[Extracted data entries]
Start of Block

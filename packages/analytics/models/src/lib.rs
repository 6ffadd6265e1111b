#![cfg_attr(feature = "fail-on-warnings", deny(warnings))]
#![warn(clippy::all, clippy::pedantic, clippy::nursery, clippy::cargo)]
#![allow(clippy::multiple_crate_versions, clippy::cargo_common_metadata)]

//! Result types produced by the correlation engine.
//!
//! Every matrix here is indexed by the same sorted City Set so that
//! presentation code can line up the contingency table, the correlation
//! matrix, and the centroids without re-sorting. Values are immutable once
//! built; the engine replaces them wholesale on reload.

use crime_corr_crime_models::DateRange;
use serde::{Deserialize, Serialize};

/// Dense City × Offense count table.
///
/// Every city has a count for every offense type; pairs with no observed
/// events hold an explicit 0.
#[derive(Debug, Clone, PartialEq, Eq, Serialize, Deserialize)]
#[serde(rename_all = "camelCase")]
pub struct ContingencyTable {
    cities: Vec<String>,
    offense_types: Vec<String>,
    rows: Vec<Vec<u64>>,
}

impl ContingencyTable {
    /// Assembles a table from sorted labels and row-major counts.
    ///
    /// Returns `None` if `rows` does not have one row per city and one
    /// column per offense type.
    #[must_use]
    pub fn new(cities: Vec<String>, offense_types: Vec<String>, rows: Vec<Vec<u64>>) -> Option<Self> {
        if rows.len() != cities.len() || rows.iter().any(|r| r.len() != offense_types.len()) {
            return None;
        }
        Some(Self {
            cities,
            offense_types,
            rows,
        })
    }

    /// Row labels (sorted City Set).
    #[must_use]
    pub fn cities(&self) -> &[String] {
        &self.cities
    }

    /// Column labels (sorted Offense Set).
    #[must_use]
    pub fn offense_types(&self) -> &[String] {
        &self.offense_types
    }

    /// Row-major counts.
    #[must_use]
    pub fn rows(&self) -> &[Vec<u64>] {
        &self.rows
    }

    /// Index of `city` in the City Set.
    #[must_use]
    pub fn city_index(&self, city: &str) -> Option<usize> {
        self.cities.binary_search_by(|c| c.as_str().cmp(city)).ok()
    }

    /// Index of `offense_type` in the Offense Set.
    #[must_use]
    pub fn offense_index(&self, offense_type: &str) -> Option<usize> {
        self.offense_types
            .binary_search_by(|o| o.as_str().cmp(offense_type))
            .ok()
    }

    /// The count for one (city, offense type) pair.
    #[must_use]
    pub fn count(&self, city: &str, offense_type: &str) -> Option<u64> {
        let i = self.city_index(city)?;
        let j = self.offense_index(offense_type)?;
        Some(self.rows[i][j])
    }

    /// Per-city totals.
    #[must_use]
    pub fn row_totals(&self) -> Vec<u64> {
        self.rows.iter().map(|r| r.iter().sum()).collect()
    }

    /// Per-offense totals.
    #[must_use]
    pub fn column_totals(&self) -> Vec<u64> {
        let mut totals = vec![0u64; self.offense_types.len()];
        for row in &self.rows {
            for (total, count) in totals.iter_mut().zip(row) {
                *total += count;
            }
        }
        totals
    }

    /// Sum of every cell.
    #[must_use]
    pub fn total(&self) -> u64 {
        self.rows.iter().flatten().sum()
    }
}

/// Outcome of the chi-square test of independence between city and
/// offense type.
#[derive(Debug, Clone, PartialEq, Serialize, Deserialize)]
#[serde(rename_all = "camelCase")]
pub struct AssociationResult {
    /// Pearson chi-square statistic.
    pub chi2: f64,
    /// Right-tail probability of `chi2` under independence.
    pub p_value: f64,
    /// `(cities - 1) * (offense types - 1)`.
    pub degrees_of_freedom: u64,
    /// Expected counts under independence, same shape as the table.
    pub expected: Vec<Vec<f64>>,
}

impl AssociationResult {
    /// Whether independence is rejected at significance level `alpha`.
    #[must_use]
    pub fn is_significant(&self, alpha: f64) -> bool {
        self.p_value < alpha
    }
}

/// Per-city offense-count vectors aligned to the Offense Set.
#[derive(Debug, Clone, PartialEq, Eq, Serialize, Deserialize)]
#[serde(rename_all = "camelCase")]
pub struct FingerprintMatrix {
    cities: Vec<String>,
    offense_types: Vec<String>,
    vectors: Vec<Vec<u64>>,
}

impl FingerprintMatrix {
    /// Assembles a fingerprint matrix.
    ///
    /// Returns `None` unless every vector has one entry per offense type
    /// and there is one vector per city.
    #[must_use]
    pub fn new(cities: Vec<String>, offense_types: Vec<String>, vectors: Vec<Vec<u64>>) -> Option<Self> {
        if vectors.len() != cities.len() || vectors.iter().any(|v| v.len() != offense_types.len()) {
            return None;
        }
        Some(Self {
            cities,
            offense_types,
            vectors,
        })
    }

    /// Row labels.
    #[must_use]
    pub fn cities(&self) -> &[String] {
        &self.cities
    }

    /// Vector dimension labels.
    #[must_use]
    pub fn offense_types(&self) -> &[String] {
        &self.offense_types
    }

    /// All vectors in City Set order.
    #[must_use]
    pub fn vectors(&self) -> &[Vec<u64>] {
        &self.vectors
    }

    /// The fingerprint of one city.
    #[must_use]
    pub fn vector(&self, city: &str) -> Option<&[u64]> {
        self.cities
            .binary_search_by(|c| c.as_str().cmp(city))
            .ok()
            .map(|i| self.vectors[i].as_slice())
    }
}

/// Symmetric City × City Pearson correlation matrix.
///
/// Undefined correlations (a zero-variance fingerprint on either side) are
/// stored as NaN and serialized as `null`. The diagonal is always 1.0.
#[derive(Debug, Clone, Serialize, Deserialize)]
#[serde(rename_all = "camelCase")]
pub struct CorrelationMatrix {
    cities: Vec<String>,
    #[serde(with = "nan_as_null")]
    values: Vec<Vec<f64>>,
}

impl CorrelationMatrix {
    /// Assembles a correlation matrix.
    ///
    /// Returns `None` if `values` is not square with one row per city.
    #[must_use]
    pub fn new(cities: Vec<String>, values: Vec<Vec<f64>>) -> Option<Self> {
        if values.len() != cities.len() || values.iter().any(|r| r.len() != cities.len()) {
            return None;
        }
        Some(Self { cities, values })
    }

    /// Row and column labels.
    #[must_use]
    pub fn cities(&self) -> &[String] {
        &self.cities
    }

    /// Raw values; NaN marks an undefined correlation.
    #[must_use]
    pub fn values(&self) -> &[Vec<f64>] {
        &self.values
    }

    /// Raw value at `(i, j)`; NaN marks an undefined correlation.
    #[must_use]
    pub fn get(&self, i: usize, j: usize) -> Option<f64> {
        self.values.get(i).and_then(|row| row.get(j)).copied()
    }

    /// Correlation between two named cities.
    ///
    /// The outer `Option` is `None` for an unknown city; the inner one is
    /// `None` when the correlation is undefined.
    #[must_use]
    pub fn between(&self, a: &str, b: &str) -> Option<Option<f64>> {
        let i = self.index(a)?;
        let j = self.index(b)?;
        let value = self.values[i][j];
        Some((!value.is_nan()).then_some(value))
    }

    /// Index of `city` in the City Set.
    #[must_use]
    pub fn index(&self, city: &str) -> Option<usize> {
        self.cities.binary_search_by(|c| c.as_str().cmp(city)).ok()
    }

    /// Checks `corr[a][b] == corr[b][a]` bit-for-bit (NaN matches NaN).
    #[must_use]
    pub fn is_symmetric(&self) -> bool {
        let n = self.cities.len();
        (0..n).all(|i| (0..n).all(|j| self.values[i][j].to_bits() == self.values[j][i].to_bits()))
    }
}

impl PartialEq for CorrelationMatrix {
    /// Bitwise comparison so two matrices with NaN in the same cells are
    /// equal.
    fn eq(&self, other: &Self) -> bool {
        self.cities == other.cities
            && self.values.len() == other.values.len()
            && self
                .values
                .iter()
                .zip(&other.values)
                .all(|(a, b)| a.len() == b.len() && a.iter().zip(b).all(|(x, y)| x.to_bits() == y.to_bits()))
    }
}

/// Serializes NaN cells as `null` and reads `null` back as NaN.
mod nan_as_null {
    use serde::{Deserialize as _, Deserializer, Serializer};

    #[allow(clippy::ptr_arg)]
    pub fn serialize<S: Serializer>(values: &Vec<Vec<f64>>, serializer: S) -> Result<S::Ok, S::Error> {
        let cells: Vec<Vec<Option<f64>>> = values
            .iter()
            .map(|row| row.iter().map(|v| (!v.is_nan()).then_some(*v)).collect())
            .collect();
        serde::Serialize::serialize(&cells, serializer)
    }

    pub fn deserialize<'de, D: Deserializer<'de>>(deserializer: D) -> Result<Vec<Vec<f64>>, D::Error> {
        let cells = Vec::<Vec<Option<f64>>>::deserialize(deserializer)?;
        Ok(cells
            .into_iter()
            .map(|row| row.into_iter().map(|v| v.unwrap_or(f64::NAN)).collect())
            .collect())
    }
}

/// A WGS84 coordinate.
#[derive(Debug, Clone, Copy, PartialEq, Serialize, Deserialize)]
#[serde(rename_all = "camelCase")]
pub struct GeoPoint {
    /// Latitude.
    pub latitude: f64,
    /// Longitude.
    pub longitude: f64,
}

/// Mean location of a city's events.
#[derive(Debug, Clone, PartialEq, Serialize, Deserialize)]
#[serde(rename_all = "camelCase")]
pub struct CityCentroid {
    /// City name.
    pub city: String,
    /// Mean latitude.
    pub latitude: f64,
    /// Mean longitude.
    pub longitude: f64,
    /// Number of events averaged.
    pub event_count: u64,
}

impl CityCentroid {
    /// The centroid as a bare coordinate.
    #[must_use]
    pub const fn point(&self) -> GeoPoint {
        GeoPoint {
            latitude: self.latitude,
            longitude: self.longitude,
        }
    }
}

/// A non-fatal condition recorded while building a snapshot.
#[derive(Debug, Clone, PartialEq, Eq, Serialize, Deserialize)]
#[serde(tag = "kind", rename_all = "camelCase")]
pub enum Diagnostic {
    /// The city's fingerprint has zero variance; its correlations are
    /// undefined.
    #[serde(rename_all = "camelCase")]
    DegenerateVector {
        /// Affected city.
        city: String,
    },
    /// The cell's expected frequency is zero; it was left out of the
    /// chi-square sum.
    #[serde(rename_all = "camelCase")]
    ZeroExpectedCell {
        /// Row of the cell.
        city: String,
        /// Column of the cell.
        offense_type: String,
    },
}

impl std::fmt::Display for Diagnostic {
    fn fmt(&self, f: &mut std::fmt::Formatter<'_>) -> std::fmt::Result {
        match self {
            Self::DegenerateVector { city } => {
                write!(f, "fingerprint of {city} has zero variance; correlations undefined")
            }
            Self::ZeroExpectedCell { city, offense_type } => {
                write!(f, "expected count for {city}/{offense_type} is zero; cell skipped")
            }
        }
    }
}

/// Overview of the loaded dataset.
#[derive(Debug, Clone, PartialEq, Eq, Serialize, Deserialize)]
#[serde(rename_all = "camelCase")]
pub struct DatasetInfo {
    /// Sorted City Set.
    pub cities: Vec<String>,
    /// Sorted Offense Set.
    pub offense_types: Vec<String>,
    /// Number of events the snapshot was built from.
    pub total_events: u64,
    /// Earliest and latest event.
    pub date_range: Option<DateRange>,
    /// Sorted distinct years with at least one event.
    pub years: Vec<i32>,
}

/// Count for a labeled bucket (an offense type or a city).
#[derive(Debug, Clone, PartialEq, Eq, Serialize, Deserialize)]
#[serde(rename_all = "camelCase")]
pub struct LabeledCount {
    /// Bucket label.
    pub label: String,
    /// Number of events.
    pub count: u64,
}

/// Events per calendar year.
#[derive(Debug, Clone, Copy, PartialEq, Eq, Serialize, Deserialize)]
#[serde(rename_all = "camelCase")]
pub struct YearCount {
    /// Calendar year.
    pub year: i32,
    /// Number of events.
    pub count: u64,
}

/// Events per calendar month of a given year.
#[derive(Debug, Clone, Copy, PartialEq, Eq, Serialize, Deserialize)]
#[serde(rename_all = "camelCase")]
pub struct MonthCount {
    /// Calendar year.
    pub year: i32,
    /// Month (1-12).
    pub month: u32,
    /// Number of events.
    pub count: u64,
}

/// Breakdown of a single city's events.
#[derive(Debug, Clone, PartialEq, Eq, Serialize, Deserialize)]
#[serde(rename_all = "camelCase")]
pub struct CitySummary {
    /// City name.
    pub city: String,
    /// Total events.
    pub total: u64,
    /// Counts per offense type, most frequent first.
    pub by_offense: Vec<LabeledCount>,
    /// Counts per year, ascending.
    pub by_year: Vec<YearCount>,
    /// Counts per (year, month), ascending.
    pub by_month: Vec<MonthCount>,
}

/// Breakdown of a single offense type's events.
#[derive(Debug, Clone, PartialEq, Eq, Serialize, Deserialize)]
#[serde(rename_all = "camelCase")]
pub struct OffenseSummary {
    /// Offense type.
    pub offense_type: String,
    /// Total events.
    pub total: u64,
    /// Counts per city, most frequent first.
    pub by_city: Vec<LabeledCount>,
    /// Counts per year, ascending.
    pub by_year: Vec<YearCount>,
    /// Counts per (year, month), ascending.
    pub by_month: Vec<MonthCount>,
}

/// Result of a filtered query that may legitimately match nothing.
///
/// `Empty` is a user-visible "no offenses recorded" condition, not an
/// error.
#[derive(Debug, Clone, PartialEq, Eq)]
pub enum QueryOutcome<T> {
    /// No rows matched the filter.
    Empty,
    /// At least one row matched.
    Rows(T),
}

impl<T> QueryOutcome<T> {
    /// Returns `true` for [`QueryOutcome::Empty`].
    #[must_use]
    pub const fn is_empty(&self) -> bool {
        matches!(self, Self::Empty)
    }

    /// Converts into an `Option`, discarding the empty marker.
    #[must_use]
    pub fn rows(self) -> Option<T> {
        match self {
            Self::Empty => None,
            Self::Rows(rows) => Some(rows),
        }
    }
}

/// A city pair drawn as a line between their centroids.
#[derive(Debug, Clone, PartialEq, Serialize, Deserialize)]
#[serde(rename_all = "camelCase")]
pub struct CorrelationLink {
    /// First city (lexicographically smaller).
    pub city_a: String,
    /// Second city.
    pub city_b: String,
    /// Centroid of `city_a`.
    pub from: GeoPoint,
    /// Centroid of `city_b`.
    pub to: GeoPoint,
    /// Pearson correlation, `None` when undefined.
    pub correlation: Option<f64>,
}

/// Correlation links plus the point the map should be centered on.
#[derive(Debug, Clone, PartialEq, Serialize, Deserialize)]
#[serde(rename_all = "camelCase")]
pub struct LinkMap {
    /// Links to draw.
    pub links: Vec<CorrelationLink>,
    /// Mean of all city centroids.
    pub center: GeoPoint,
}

End of Block
Start of Block

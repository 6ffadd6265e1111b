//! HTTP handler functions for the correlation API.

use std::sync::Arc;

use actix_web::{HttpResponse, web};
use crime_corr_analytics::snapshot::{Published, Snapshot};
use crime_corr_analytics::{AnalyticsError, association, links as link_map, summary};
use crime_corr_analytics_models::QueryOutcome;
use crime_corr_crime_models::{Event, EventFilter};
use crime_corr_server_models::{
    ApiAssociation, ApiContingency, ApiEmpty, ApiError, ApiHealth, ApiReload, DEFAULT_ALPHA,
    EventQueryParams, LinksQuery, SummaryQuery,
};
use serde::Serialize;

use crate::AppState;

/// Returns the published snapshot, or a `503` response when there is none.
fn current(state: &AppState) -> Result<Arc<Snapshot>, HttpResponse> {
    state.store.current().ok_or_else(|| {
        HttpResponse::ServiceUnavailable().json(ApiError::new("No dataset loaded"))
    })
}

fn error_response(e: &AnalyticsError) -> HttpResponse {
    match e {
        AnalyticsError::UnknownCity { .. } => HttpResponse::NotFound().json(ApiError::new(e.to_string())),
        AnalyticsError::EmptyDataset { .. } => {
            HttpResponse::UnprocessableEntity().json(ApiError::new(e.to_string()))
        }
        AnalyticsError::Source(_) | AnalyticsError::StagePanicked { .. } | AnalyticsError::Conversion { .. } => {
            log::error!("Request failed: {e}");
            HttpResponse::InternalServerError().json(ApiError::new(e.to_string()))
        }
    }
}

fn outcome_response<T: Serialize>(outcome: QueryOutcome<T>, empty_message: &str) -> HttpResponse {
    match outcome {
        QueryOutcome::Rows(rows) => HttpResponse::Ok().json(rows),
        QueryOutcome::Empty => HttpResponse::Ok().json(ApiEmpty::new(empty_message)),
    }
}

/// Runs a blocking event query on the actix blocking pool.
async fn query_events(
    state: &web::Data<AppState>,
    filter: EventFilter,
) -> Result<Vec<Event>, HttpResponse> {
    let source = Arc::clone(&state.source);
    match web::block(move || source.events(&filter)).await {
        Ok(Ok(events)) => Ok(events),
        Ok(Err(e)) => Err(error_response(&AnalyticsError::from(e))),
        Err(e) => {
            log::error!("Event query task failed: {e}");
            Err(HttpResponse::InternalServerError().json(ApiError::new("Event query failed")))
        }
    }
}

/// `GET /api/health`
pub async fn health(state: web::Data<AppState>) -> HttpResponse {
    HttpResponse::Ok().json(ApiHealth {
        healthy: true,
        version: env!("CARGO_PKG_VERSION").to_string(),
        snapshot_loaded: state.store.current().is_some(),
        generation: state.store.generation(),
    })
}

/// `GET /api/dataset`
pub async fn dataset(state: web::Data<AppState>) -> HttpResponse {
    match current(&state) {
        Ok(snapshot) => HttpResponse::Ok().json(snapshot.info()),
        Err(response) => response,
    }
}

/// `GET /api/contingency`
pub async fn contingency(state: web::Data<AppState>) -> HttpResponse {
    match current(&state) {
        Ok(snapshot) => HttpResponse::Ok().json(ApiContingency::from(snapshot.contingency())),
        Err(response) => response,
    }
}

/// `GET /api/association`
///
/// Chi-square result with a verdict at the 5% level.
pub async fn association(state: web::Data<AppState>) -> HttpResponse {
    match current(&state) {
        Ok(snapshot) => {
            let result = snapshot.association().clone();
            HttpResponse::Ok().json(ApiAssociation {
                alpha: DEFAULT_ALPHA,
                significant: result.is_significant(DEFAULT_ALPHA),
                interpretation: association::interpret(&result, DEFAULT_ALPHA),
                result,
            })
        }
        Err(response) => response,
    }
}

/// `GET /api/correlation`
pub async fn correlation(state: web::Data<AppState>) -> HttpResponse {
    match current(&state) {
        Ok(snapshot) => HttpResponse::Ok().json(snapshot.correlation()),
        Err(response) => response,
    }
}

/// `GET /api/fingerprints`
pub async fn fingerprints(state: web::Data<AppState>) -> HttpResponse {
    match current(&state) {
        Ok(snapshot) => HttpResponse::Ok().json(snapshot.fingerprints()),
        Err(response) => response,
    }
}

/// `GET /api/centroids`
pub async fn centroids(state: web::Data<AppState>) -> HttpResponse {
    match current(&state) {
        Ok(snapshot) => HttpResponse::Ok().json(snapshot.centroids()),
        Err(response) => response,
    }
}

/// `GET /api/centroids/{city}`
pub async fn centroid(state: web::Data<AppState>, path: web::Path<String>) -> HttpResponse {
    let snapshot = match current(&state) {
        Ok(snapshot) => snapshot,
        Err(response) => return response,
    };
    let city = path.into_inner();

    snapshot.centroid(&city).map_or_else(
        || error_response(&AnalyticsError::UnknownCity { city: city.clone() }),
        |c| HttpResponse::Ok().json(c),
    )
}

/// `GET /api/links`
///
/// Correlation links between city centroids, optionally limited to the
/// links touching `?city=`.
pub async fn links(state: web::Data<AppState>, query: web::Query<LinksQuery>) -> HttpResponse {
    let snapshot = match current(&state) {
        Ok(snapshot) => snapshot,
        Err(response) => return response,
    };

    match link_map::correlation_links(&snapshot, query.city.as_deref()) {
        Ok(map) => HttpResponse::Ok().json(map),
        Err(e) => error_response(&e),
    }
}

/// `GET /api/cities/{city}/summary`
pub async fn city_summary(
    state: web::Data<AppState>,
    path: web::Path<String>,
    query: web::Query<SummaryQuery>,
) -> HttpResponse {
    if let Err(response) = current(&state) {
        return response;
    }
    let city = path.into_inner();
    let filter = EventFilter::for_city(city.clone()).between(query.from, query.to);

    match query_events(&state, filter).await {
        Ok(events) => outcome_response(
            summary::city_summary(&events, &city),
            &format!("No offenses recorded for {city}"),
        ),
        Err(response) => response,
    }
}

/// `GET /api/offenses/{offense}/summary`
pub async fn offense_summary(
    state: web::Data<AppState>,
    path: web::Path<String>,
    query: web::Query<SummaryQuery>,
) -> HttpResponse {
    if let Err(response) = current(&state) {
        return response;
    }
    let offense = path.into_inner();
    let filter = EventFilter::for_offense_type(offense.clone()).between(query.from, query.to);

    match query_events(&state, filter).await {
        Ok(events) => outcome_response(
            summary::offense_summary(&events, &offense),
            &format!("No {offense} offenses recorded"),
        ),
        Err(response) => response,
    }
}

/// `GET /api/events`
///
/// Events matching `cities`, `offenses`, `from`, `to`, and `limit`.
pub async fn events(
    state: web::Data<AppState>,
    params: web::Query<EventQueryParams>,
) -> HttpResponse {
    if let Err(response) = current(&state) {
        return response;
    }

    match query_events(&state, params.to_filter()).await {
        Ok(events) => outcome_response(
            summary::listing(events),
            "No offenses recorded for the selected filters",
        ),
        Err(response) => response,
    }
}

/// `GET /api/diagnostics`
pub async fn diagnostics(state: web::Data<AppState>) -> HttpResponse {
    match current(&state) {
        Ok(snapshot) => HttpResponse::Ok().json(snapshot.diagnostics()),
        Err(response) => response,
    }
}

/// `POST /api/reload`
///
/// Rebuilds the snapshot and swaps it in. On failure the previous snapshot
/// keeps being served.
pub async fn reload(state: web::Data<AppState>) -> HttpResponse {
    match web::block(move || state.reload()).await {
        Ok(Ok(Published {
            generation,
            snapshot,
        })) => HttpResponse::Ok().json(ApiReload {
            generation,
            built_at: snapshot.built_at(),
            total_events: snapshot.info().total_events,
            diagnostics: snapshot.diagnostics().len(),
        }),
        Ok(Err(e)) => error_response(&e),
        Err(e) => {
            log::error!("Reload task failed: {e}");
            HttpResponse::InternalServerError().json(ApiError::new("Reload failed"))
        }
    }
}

End of Block
Start of Block

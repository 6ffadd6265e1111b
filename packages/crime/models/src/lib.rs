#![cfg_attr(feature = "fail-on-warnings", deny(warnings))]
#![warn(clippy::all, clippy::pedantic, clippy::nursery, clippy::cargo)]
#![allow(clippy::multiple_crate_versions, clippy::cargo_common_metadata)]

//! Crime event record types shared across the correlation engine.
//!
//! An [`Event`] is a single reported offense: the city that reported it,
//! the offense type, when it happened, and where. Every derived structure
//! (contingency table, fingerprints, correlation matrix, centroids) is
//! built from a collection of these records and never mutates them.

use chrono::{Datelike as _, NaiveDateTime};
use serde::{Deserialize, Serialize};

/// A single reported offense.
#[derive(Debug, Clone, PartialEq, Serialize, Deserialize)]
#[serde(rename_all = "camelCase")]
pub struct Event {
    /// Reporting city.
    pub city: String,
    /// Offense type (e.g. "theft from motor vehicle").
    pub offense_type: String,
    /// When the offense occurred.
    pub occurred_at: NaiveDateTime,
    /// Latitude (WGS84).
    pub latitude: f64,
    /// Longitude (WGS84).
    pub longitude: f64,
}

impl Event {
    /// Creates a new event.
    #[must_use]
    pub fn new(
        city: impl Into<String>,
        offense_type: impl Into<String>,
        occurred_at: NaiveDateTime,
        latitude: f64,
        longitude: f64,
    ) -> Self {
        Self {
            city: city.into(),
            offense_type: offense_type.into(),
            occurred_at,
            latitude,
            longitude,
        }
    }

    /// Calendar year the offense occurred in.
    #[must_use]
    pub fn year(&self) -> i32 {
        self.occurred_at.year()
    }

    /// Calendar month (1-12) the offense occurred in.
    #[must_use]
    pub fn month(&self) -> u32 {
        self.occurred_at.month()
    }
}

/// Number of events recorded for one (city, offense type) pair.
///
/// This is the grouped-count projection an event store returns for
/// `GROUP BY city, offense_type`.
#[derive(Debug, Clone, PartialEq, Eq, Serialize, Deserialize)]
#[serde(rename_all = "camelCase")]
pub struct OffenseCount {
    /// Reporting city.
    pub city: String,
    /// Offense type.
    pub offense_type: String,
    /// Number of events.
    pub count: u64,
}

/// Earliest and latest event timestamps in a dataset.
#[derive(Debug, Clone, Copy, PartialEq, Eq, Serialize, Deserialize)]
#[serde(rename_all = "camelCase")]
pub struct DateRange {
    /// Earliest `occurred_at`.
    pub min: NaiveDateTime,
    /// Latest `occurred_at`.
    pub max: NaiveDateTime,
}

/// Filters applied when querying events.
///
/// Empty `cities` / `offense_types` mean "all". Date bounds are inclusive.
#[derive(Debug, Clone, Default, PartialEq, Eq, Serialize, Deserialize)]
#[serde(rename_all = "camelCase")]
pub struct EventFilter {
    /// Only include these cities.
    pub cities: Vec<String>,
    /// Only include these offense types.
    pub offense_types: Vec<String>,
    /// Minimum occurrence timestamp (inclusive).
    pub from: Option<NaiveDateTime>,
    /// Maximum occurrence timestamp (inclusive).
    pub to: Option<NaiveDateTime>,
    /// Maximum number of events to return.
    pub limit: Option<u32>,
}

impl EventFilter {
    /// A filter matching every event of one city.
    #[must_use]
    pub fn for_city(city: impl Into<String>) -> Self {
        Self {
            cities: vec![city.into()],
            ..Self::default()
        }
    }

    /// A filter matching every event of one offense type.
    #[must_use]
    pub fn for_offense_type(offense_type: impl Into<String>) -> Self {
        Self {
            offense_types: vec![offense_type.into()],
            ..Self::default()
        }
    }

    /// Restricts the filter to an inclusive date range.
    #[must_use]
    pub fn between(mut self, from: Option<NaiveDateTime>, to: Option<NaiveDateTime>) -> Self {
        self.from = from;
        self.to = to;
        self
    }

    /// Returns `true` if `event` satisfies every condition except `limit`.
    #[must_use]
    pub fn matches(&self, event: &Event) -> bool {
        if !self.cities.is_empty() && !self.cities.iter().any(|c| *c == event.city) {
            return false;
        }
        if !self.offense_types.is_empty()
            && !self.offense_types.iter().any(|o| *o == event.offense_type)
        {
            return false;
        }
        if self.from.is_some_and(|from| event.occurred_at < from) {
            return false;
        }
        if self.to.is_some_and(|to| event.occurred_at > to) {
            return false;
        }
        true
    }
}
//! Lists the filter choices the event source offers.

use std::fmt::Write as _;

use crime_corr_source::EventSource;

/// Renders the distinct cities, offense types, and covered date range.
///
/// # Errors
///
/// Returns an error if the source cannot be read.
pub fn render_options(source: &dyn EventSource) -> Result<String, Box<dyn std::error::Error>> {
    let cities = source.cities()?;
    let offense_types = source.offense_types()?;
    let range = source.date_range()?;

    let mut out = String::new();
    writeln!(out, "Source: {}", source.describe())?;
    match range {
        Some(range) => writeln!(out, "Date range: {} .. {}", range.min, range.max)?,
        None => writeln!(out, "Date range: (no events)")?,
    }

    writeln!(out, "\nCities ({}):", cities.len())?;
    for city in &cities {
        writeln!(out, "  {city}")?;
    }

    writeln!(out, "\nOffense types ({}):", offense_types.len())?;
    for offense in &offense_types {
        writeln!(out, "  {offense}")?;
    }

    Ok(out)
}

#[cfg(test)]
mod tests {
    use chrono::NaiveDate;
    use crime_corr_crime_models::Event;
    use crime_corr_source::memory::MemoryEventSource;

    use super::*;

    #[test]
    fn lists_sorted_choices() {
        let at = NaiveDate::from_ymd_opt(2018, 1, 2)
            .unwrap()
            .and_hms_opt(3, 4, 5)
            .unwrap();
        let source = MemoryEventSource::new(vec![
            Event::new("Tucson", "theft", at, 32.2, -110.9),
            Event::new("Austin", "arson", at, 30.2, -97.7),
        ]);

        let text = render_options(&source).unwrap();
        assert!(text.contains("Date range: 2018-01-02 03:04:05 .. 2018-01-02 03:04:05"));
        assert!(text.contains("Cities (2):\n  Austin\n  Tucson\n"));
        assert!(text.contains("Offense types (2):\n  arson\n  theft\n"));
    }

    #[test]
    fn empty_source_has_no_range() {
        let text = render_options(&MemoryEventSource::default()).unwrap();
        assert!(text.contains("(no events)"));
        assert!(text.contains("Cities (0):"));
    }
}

End of Block

TASK STATEMENT: Answer with a number only: how many lines above have the word "Tucson"?

REPLY TO THE EXERCISE: 2